Poemas de André Luiz Pinto

Leia os poemas "Cabra", "Luneta" e "Nada mais terrível que criança"
André Luiz Pinto, autor de “Mas valia”
02/01/2021

Cabra

Falta pouco para dar tiros
da torre do relógio.
Pouco para chutar
os cachorros
do quintal.
Só falta um dedo
para depois me arrepender
e olha que tentei
diversas vezes.
Penso assim após
a batalha: em quem,
além de mim,
você acreditou;
com as palavras
de quem, além das minhas,
você se deitou
largou o garoto
de lado para
que ele lutasse
contra seus inimigos
e não os dele.
Porque hoje só
acredito em palavras
que não acabem
num cartório; em palavras
como pedra, bola, garoto, sol.
Poucas são as palavras que mexem comigo.
Palavras conseguem magoar
quando se lê que a polícia passou
o pente-fino e, mais ainda,
que alguém me feriu
de morte o coração.

…..

Luneta

A luneta foi dada pelo pai.

Não que eu quisesse,
acho que meu pai também não pretendia,
mas por se tratar de um cano apontando para o céu,
eu a achei fálica demais!; se bem que,
num apartamento, uma luneta só aponte para o teto.

Talvez por se tratar de uma luneta velha,
de um cajado dado de herança,
ela seja frágil e insondável,
como seu antigo proprietário, junto ao filho,
quando, durante noites a fio,
os dois se distraíam com as estrelas.

…..

Nada mais terrível que criança

Nada mais temível que criança.
Recém-nascido nem me fale.
Nada mais aguardado que criança.
Você crê que pode alguma coisa
mas não pode nada.
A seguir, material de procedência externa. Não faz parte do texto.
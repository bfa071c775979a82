//! Subscription handlers for the player process.
//!
//! Each function returns a closure for `subscribe`; the closure decides
//! what happens to every message with an [`AckDecision`].

use tracing::info;

use super::session::PlayerSession;
use crate::pubsub::AckDecision;
use crate::routing::{ArmyMove, PlayingState, RecognitionOfWar};

/// Applies the server's pause/resume broadcast.
pub fn handle_pause(session: PlayerSession) -> impl Fn(PlayingState) -> AckDecision + Send + Sync {
    move |state| {
        session.set_paused(state.is_paused);
        if state.is_paused {
            info!("Game paused");
        } else {
            info!("Game resumed");
        }
        AckDecision::Ack
    }
}

/// Judges an army move seen by this player.
///
/// - A player attacking themselves is never valid: discarded.
/// - A move against this player while the game is paused waits: requeued.
/// - Anything else is accepted.
pub fn handle_move(session: PlayerSession) -> impl Fn(ArmyMove) -> AckDecision + Send + Sync {
    move |mv| {
        if mv.attacker == mv.defender {
            return AckDecision::NackDiscard;
        }
        if mv.defender == session.username() && session.is_paused() {
            return AckDecision::NackRequeue;
        }
        if mv.defender == session.username() {
            info!(
                "{} moved {} units to {} against you",
                mv.attacker, mv.units, mv.to_location
            );
        }
        AckDecision::Ack
    }
}

/// Handles a war declaration between two players.
pub fn handle_war(session: PlayerSession) -> impl Fn(RecognitionOfWar) -> AckDecision + Send + Sync {
    move |war| {
        if war.attacker == war.defender {
            return AckDecision::NackDiscard;
        }
        if session.is_paused() {
            return AckDecision::NackRequeue;
        }
        info!("{} declared war on {}", war.attacker, war.defender);
        AckDecision::Ack
    }
}
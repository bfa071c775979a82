use super::*;
use crate::pubsub::{BincodeCodec, Codec, JsonCodec};
use chrono::TimeZone;
use serde_json::json;

#[test]
fn test_playing_state_wire_format() {
    let bytes = JsonCodec.encode(&PlayingState { is_paused: true }).unwrap();
    let value: serde_json::Value = serde_json::from_slice(&bytes).unwrap();
    assert_eq!(value, json!({ "IsPaused": true }));
}

#[test]
fn test_army_move_from_json() {
    let raw = json!({
        "Attacker": "alice",
        "Defender": "bob",
        "ToLocation": "europe",
        "Units": 3
    })
    .to_string();
    let mv: ArmyMove = JsonCodec.decode(raw.as_bytes()).unwrap();
    assert_eq!(mv.attacker, "alice");
    assert_eq!(mv.defender, "bob");
    assert_eq!(mv.units, 3);
}

#[test]
fn test_game_log_round_trip() {
    let log = GameLog {
        current_time: chrono::Utc.with_ymd_and_hms(2024, 5, 1, 12, 0, 0).unwrap(),
        message: "alice moved 3 units to europe".to_string(),
        username: "alice".to_string(),
    };
    let bytes = JsonCodec.encode(&log).unwrap();
    let decoded: GameLog = JsonCodec.decode(&bytes).unwrap();
    assert_eq!(decoded, log);
}

#[test]
fn test_game_log_binary_round_trip() {
    let log = GameLog {
        current_time: chrono::Utc.with_ymd_and_hms(2024, 5, 1, 12, 0, 0).unwrap(),
        message: "bob declared war on alice".to_string(),
        username: "bob".to_string(),
    };
    let bytes = BincodeCodec.encode(&log).unwrap();
    assert!(serde_json::from_slice::<serde_json::Value>(&bytes).is_err());

    let decoded: GameLog = BincodeCodec.decode(&bytes).unwrap();
    assert_eq!(decoded, log);
    assert!(BincodeCodec.decode::<GameLog>(&bytes[..bytes.len() / 2]).is_err());
}

#[test]
fn test_routing_keys() {
    assert_eq!(player_key(PAUSE_KEY, "alice"), "pause.alice");
    assert_eq!(any_player(GAME_LOG_SLUG), "game_logs.*");
    assert_eq!(any_player(ARMY_MOVES_PREFIX), "army_moves.*");
}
Vê-la já dá saudade.
E quando finalmente dorme,
anda-se na ponta dos pés, de costas,
qual agricultor maia, fazendo de tudo
para não despertar a ira de Deus.

André Luiz Pinto

Nasceu em 1975, no Rio de Janeiro (RJ). Doutor em Filosofia pela UERJ, é autor, entre outros livros, de Flor à margem (1999), Ao léu (2007), Mas valia (2016) e o mais recente, Na rua, em parceria com Armando Freitas Filho (2019). Sua poesia foi tema nos documentários André Luiz Pinto: Prazer, esse sou eu e Autobiografias poético-politicas, ambos de Alberto Pucheu.